• _ENTRIES PROVIDED_

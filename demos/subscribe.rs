//! Delimited record subscription and device discovery.
//!
//! Demonstrates:
//! - Loading configuration from JSON
//! - Device discovered listener while idle
//! - Subscribing to newline-terminated records
//! - Resident records delivered on subscribe
//!
//! Usage:
//!   cargo run --example subscribe
//!   cargo run --example subscribe -- --debug

mod common;

// ============================================================================
// Imports
// ============================================================================

use std::time::Duration;

use classic_serial::{ConnectionId, MemoryTransport, Serial, SerialConfig};
use common::Args;
use tokio::time::timeout;

// ============================================================================
// Constants
// ============================================================================

const CONFIG: &str = r#"{
    "supportedProtocols": ["com.example.serial"],
    "scanResidentOnSubscribe": true
}"#;

const RECORD_TIMEOUT: Duration = Duration::from_secs(1);

// ============================================================================
// Main
// ============================================================================

#[tokio::main]
async fn main() {
    let args = Args::parse();
    common::init_logging(args.debug);

    if let Err(e) = run().await {
        eprintln!("\n[ERROR] {e:#}");
        std::process::exit(1);
    }
}

async fn run() -> anyhow::Result<()> {
    println!("=== Subscribe ===\n");

    // ========================================================================
    // Spawn Link
    // ========================================================================

    println!("[1] Loading configuration...");

    let config = SerialConfig::from_json(CONFIG)?;
    let (transport, peer) = MemoryTransport::pair();
    let serial = Serial::builder()
        .config(config)
        .transport(transport)
        .spawn()?;

    serial.set_device_discovered_listener(|accessory| {
        println!("    ✓ Discovered: {} ({})", accessory.name, accessory.connection_id);
    });

    println!("    ✓ Protocols: {:?}\n", serial.supported_protocols());

    // ========================================================================
    // Connect
    // ========================================================================

    println!("[2] Attaching...");

    serial.accessory_events().attached(common::scanner(7));
    let accessory = serial.connect(ConnectionId::new(7)).await?;
    serial.clear_device_discovered_listener();

    println!("    ✓ Connected: {}\n", accessory.name);

    // ========================================================================
    // Subscribe
    // ========================================================================

    println!("[3] Subscribing...");

    // Arrives before the subscription; delivered by the resident scan
    peer.send(b"0123456789\n".to_vec());
    let _ = serial.list().await;

    let mut records = serial.subscribe_channel(b"\n".to_vec())?;
    peer.send(b"4006381333931\n9780201379624\npartial".to_vec());

    for _ in 0..3 {
        match timeout(RECORD_TIMEOUT, records.recv()).await {
            Ok(Some(record)) => {
                println!("    ✓ Record: {}", String::from_utf8_lossy(&record).trim_end());
            }
            Ok(None) | Err(_) => break,
        }
    }

    serial.unsubscribe();
    let rest = serial.read().await?;
    println!("    ✓ Unread: {:?}\n", String::from_utf8_lossy(&rest));

    serial.disconnect().await;
    println!("=== Done ===");
    Ok(())
}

• _WHAT YOU WILL DO_
Where a line above holds the string "SerialConfig", copy that line.

• _SOLUTION TO THE PROBLEM_
use classic_serial::{ConnectionId, MemoryTransport, Serial, SerialConfig};
    let config = SerialConfig::from_json(CONFIG)?;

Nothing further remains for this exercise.